With Wall Street concerned about inflation and the Fed's interest rate policy, the Commerce Department's report showing a surprise jump in new-home sales last month assuaged fears that higher rates would curtail consumers' willingness to buy homes. And oil prices also fell one day after reaching the $56 level, further easing fears that inflation might take hold.

But a drop in consumer confidence to its lowest level in five months worried investors, and many remained on the sidelines in the hopes that the Fed next week could provide clarity on the economy.

"In a way, this week is kind of a wash, because everyone is going to be holding their breath for the Fed," said Hans Olsen, managing director and chief investment officer at Bingham Legg Advisers in Boston.

The Dow Jones industrial average fell 91.34, or 0.9 percent, to 10,151.13. The Standard & Poor's 500 index was down 10.36, or 0.9 percent, at 1,151.74, and the Nasdaq composite index lost 23.34, or 1.2 percent, to 1,927.44. The Russell 2000 index of smaller companies was down 8.78, or 1.5 percent, at 587.66. The Dow Jones Wilshire 5000 composite index, the broadest measure of U.S. stocks, fell 99.77 to 11,347.59.
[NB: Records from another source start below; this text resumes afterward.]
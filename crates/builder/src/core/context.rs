//! Build context threaded through step execution

use crate::utils::fileops::{normalize_image_path, resolve_in_root};
use kiln_errors::Error;
use kiln_events::{AppEvent, BuildEvent, EventEmitter, EventSender};
use std::collections::BTreeMap;
use std::path::{Path, PathBuf};

/// Ambient state of one build sequence
///
/// Created at sequence start, mutated only by the step that owns each field,
/// and consumed to produce the image descriptor.
#[derive(Clone, Debug)]
pub struct BuildContext {
    /// Session identifier used to correlate events
    pub session_id: String,
    /// Base image identity, fixed at sequence start
    pub base_image: String,
    /// Current directory inside the image, always absolute and normalized
    pub working_dir: String,
    /// Recorded startup command; the last writer wins
    pub startup_command: Option<String>,
    /// Environment applied to every command
    pub environment: BTreeMap<String, String>,
    /// Host directory holding the image filesystem
    pub image_root: PathBuf,
    /// Host source tree copy steps read from
    pub source_root: PathBuf,
    /// Host paths under the source tree that copy steps never read
    pub excluded: Vec<PathBuf>,
    /// Step currently executing
    pub current_step: Option<usize>,
    /// Event sender for progress reporting
    pub event_sender: Option<EventSender>,
}

impl EventEmitter for BuildContext {
    fn event_sender(&self) -> Option<&EventSender> {
        self.event_sender.as_ref()
    }
}

impl BuildContext {
    /// Create new build context rooted at `/`
    #[must_use]
    pub fn new(base_image: String, image_root: PathBuf, source_root: PathBuf) -> Self {
        Self {
            session_id: format!("build-{}", uuid::Uuid::new_v4()),
            base_image,
            working_dir: "/".to_string(),
            startup_command: None,
            environment: BTreeMap::new(),
            image_root,
            source_root,
            excluded: Vec::new(),
            current_step: None,
            event_sender: None,
        }
    }

    /// Set event sender
    #[must_use]
    pub fn with_event_sender(mut self, event_sender: Option<EventSender>) -> Self {
        self.event_sender = event_sender;
        self
    }

    /// Set the command environment
    #[must_use]
    pub fn with_environment(mut self, environment: BTreeMap<String, String>) -> Self {
        self.environment = environment;
        self
    }

    /// Set the host paths copy steps skip in the source tree
    #[must_use]
    pub fn with_excluded(mut self, excluded: Vec<PathBuf>) -> Self {
        self.excluded = excluded;
        self
    }

    #[must_use]
    pub fn with_session_id(mut self, session_id: impl Into<String>) -> Self {
        self.session_id = session_id.into();
        self
    }

    /// Resolve an image path against the current working directory
    #[must_use]
    pub fn resolve(&self, path: &str) -> String {
        normalize_image_path(&self.working_dir, path)
    }

    /// Host location of an absolute image path with symlinks resolved
    /// inside the image root, safe to write through
    ///
    /// # Errors
    ///
    /// Returns an error if the path crosses a symlink loop.
    pub async fn confined_host_path(&self, image_path: impl AsRef<Path>) -> Result<PathBuf, Error> {
        resolve_in_root(&self.image_root, image_path.as_ref()).await
    }

    /// Map a host path under the image root back to its image path
    #[must_use]
    pub fn image_path_of(&self, host: &Path) -> Option<String> {
        host.strip_prefix(&self.image_root)
            .ok()
            .map(|rel| format!("/{}", rel.to_string_lossy()))
    }

    /// Forward one line of command output
    pub fn emit_output(&self, index: usize, line: String, is_stderr: bool) {
        self.emit(AppEvent::Build(BuildEvent::StepOutput {
            session_id: self.session_id.clone(),
            index,
            line,
            is_stderr,
        }));
    }
}

#[cfg(test)]
mod tests {
    use super::*;

    #[test]
    fn test_resolution_follows_working_dir() {
        let mut ctx = BuildContext::new(
            "python:3.11".into(),
            PathBuf::from("/tmp/stage/rootfs"),
            PathBuf::from("/src"),
        );
        assert_eq!(ctx.resolve("app"), "/app");

        ctx.working_dir = "/app".into();
        assert_eq!(ctx.resolve("."), "/app");
        assert_eq!(ctx.resolve("lib/x.py"), "/app/lib/x.py");
        assert_eq!(ctx.resolve("/etc/hosts"), "/etc/hosts");
        assert_eq!(ctx.resolve("../config"), "/config");
        assert_eq!(
            ctx.image_path_of(Path::new("/tmp/stage/rootfs/app/run.sh")),
            Some("/app/run.sh".to_string())
        );
    }

    #[tokio::test]
    async fn test_confined_host_path_stays_in_image() {
        let temp = tempfile::TempDir::new().unwrap();
        let root = temp.path().join("rootfs");
        let outside = temp.path().join("outside");
        std::fs::create_dir_all(&root).unwrap();
        std::fs::create_dir_all(&outside).unwrap();
        std::os::unix::fs::symlink(&outside, root.join("data")).unwrap();

        let ctx = BuildContext::new("alpine".into(), root.clone(), PathBuf::from("/src"));
        let host = ctx.confined_host_path("/data/created").await.unwrap();
        assert!(host.starts_with(&root));
        assert!(!host.starts_with(&outside));
        assert_eq!(
            ctx.confined_host_path("/app/run.sh").await.unwrap(),
            root.join("app/run.sh")
        );
    }
}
The Sun-Bloomberg index of the top stocks in Maryland dropped 1.62 to 293.43.

Oil prices retreated for a second session, with a barrel of light crude settling at $54.20, down 37 cents, on the New York Mercantile Exchange.

Overseas, Japan's Nikkei stock average fell 0.3 percent; Britain's FTSE 100 closed down 0.4 percent; France's CAC-40 was flat; and Germany's DAX lost 0.3 percent.

The Associated Press and Bloomberg News contributed to this article.


Genentech Inc.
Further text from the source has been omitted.